Yes, but it's the tit-for-tat, the immediate response, the iron-grip on your daily life and habits that doesn't' work. It's an organic process; you get mad at yourself if you don't get the results you want from whatever you do – all that does is put more stress on your system rather than release stress.
I don't like accepting limitations; I was raised to produce to outcomes by controlling my actions.
Yes, but life is really the opposite. Accept how you feel, accept what you can do today rather than what you think you should do. Start with acceptance and love of what is, without an agenda or a "have to".

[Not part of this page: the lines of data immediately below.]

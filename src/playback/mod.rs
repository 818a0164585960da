pub mod job;
pub mod lifecycle;
pub mod preload;
pub mod renderer;
pub mod scheduler;

#[cfg(test)]
pub(crate) mod testing;
// src/voice.rs
//! Speech-to-text bridge. The platform recognizer lives behind `VoiceInput`;
//! the session only sees a transcript or a `VoiceError`.

use crate::core::types::RegionalLanguage;
use crate::error::VoiceError;
use async_trait::async_trait;
use std::fmt;

/// Recognition language, as a BCP-47 tag.
#[derive(Debug, Clone, Copy, PartialEq, Eq, Hash, Default)]
pub enum Locale {
    #[default]
    EnUs,
    HiIn,
    TaIn,
}

impl Locale {
    pub const ALL: [Locale; 3] = [Locale::EnUs, Locale::HiIn, Locale::TaIn];

    pub fn tag(self) -> &'static str {
        match self {
            Locale::EnUs => "en-US",
            Locale::HiIn => "hi-IN",
            Locale::TaIn => "ta-IN",
        }
    }

    pub fn from_tag(tag: &str) -> Result<Self, VoiceError> {
        Locale::ALL
            .into_iter()
            .find(|l| l.tag().eq_ignore_ascii_case(tag))
            .ok_or_else(|| VoiceError::LanguageNotSupported(tag.to_string()))
    }

    pub fn regional(self) -> Option<RegionalLanguage> {
        match self {
            Locale::EnUs => None,
            Locale::HiIn => Some(RegionalLanguage::Hindi),
            Locale::TaIn => Some(RegionalLanguage::Tamil),
        }
    }
}

impl From<RegionalLanguage> for Locale {
    fn from(language: RegionalLanguage) -> Self {
        match language {
            RegionalLanguage::Hindi => Locale::HiIn,
            RegionalLanguage::Tamil => Locale::TaIn,
        }
    }
}

impl fmt::Display for Locale {
    fn fmt(&self, f: &mut fmt::Formatter<'_>) -> fmt::Result {
        f.write_str(self.tag())
    }
}

/// One-shot speech recognition.
#[async_trait]
pub trait VoiceInput: Send + Sync {
    /// Listens once and returns the final transcript.
    async fn recognize(&self, locale: Locale) -> Result<String, VoiceError>;
}
#[cfg(test)]
mod tests {
    use super::*;
    use crate::playback::testing::MockRenderer;

    fn ids(names: &[&str]) -> Vec<GestureId> {
        names.iter().map(|n| GestureId::new(*n)).collect()
    }

    fn scheduler(renderer: &Arc<MockRenderer>) -> PlaybackScheduler<MockRenderer> {
        PlaybackScheduler::new(Arc::clone(renderer), &PlayerConfig::default())
    }

    async fn sleep_ms(ms: u64) {
        tokio::time::sleep(Duration::from_millis(ms)).await;
    }

    // --- state machine, no clock ---

    #[test]
    fn core_dispatches_then_finishes() {
        let mut core = SchedulerCore::new();
        let id = core.submit(ids(&["i", "eat"])).unwrap();
        assert_eq!(
            core.tick(id, RendererStatus::Ready),
            Tick::Dispatch { index: 0, gesture: GestureId::new("i") }
        );
        assert_eq!(core.tick(id, RendererStatus::Playing), Tick::Waiting);
        assert_eq!(
            core.tick(id, RendererStatus::Ready),
            Tick::Dispatch { index: 1, gesture: GestureId::new("eat") }
        );
        assert_eq!(core.tick(id, RendererStatus::Playing), Tick::Finished);
        let snap = core.snapshot();
        assert_eq!(snap.phase, Phase::Idle);
        assert_eq!(snap.highlighted, None);
        assert_eq!(core.tick(id, RendererStatus::Ready), Tick::Idle);
    }

    #[test]
    fn core_new_job_waits_for_a_busy_renderer() {
        let mut core = SchedulerCore::new();
        let id = core.submit(ids(&["good", "morning"])).unwrap();
        assert_eq!(core.tick(id, RendererStatus::Playing), Tick::Waiting);
        assert_eq!(core.snapshot().cursor, Cursor::At(0));
        assert_eq!(
            core.tick(id, RendererStatus::Ready),
            Tick::Dispatch { index: 0, gesture: GestureId::new("good") }
        );
    }

    #[test]
    fn core_invalid_asset_frees_renderer_without_rewinding() {
        let mut core = SchedulerCore::new();
        let id = core.submit(ids(&["a", "b"])).unwrap();
        core.tick(id, RendererStatus::Ready);
        assert_eq!(core.tick(id, RendererStatus::Invalid), Tick::Recovered);
        assert_eq!(core.snapshot().message, StatusMessage::InvalidAsset);
        assert_eq!(core.snapshot().cursor, Cursor::At(1));
        // The next tick goes straight to the following gesture.
        assert_eq!(
            core.tick(id, RendererStatus::Invalid),
            Tick::Dispatch { index: 1, gesture: GestureId::new("b") }
        );
    }

    #[test]
    fn core_ignores_ticks_and_results_from_superseded_jobs() {
        let mut core = SchedulerCore::new();
        let old = core.submit(ids(&["a", "b"])).unwrap();
        core.tick(old, RendererStatus::Ready);
        core.cancel();
        let new = core.submit(ids(&["c"])).unwrap();
        assert_eq!(core.tick(old, RendererStatus::Ready), Tick::Idle);
        core.dispatch_finished(old, 0, Err(RendererError::Aborted));
        assert_eq!(core.snapshot().message, StatusMessage::Playing);
        assert_eq!(core.snapshot().cursor, Cursor::At(0));
        assert!(matches!(core.tick(new, RendererStatus::Ready), Tick::Dispatch { index: 0, .. }));
    }

    #[test]
    fn core_cancel_on_idle_changes_nothing() {
        let mut core = SchedulerCore::new();
        let before = core.snapshot();
        assert!(!core.cancel());
        assert!(!core.cancel());
        assert_eq!(core.snapshot(), before);
    }

    #[test]
    fn core_refuses_jobs_after_terminal_failure() {
        let mut core = SchedulerCore::new();
        core.mark_unavailable(StatusMessage::SetupFailed);
        assert_eq!(
            core.submit(ids(&["a"])),
            Err(PlaybackError::RendererUnavailable("Timeout - Setup failed".into()))
        );
        core.mark_available();
        assert!(core.submit(ids(&["a"])).is_ok());
    }

    // --- driven by the paused Tokio clock ---

    #[tokio::test(start_paused = true)]
    async fn plays_every_gesture_in_order_then_goes_idle() {
        let renderer = Arc::new(MockRenderer::new());
        let scheduler = scheduler(&renderer);
        scheduler.submit(ids(&["i", "food", "eat"])).unwrap();
        assert_eq!(scheduler.snapshot().phase, Phase::Playing);

        sleep_ms(4500).await;
        assert_eq!(renderer.played(), vec!["I", "food", "eat"]);
        let snap = scheduler.snapshot();
        assert_eq!(snap.phase, Phase::Idle);
        assert_eq!(snap.message, StatusMessage::Ready);
        assert_eq!(snap.sign_number, 3);
    }

    #[tokio::test(start_paused = true)]
    async fn empty_submission_plays_the_sentinel() {
        let renderer = Arc::new(MockRenderer::new());
        let scheduler = scheduler(&renderer);
        scheduler.submit(Vec::new()).unwrap();
        sleep_ms(2500).await;
        assert_eq!(renderer.played(), vec!["hello"]);
    }

    #[tokio::test(start_paused = true)]
    async fn waits_while_the_renderer_is_busy() {
        let renderer = Arc::new(MockRenderer::new());
        renderer.set_status(RendererStatus::Playing);
        let scheduler = scheduler(&renderer);
        scheduler.submit(ids(&["good", "morning"])).unwrap();

        sleep_ms(3500).await;
        assert!(renderer.played().is_empty());
        assert_eq!(scheduler.snapshot().highlighted, None);

        renderer.set_status(RendererStatus::Ready);
        sleep_ms(1000).await;
        assert_eq!(renderer.played(), vec!["good"]);
        assert_eq!(scheduler.snapshot().highlighted, Some((0, GestureId::new("good"))));

        sleep_ms(1000).await;
        assert_eq!(renderer.played(), vec!["good", "morning"]);
    }

    #[tokio::test(start_paused = true)]
    async fn invalid_asset_is_skipped_not_fatal() {
        let renderer = Arc::new(MockRenderer::new());
        let scheduler = scheduler(&renderer);
        scheduler.submit(ids(&["hello", "good", "bye"])).unwrap();

        sleep_ms(1500).await;
        renderer.set_status(RendererStatus::Playing);
        sleep_ms(1000).await;
        assert_eq!(renderer.played(), vec!["hello"]);

        renderer.set_status(RendererStatus::Invalid);
        sleep_ms(1000).await;
        assert_eq!(renderer.played(), vec!["hello"]);
        let snap = scheduler.snapshot();
        assert_eq!(snap.phase, Phase::Playing);
        assert_eq!(snap.message, StatusMessage::InvalidAsset);

        sleep_ms(1000).await;
        assert_eq!(renderer.played(), vec!["hello", "good"]);
    }

    #[tokio::test(start_paused = true)]
    async fn dispatch_failure_is_reported_and_playback_continues() {
        let renderer = Arc::new(MockRenderer::new());
        renderer.fail_on("good");
        let scheduler = scheduler(&renderer);
        scheduler.submit(ids(&["hello", "good", "bye"])).unwrap();

        sleep_ms(2500).await;
        assert_eq!(scheduler.snapshot().message, StatusMessage::Error);

        sleep_ms(2000).await;
        assert_eq!(renderer.played(), vec!["hello", "good", "bye"]);
        assert_eq!(scheduler.snapshot().phase, Phase::Idle);
    }

    #[tokio::test(start_paused = true)]
    async fn cancel_on_idle_is_a_no_op() {
        let renderer = Arc::new(MockRenderer::new());
        let scheduler = scheduler(&renderer);
        let before = scheduler.snapshot();
        scheduler.cancel();
        scheduler.cancel();
        assert_eq!(scheduler.snapshot(), before);
        assert_eq!(renderer.aborts(), 0);
    }

    #[tokio::test(start_paused = true)]
    async fn cancel_stops_dispatching_and_aborts_renderer() {
        let renderer = Arc::new(MockRenderer::new());
        let scheduler = scheduler(&renderer);
        scheduler.submit(ids(&["a", "b", "c", "d"])).unwrap();

        sleep_ms(1500).await;
        scheduler.cancel();
        let snap = scheduler.snapshot();
        assert_eq!(snap.phase, Phase::Idle);
        assert_eq!(snap.cursor, Cursor::NotStarted);
        assert_eq!(renderer.aborts(), 1);

        sleep_ms(5000).await;
        assert_eq!(renderer.played(), vec!["A"]);
    }

    #[tokio::test(start_paused = true)]
    async fn new_submission_supersedes_the_old_one() {
        let renderer = Arc::new(MockRenderer::new());
        let scheduler = scheduler(&renderer);
        scheduler.submit(ids(&["one", "two", "three", "four", "five"])).unwrap();

        sleep_ms(2500).await;
        scheduler.submit(ids(&["yes", "no"])).unwrap();
        assert_eq!(scheduler.snapshot().cursor, Cursor::At(0));
        assert_eq!(scheduler.snapshot().job_len, 2);
        assert_eq!(renderer.aborts(), 1);

        sleep_ms(5000).await;
        assert_eq!(renderer.played(), vec!["one", "two", "yes", "no"]);
    }

    #[tokio::test(start_paused = true)]
    async fn late_results_from_a_cancelled_job_are_discarded() {
        let renderer = Arc::new(MockRenderer::new());
        renderer.set_play_duration(Duration::from_secs(3));
        renderer.fail_on("good");
        let scheduler = scheduler(&renderer);
        scheduler.submit(ids(&["good"])).unwrap();

        sleep_ms(1500).await;
        scheduler.cancel();
        sleep_ms(5000).await;
        assert_eq!(scheduler.snapshot().message, StatusMessage::Ready);
    }

    #[tokio::test(start_paused = true)]
    async fn publishes_snapshots_to_subscribers() {
        let renderer = Arc::new(MockRenderer::new());
        let scheduler = scheduler(&renderer);
        let mut updates = scheduler.subscribe();
        scheduler.submit(ids(&["hello"])).unwrap();

        let done = updates
            .wait_for(|s| s.phase == Phase::Idle && s.sign_number == 1)
            .await
            .unwrap()
            .clone();
        assert_eq!(done.message, StatusMessage::Ready);
    }
}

Why is this so hard for me?
Because it's the opposite of what our culture promotes and it's not the path of perfectionism. All these exercise programs say, "don't quit, don't give up on yourself, push harder" but every time you blow past your own body's wisdom, limits, and what's possible for today, you "give up on yourself" – your true self.
So you're saying I need to listen inward rather than outward?
Yes! It's easier to be healthy and pain free when you don't have an adversarial role or a conquering attitude toward your body.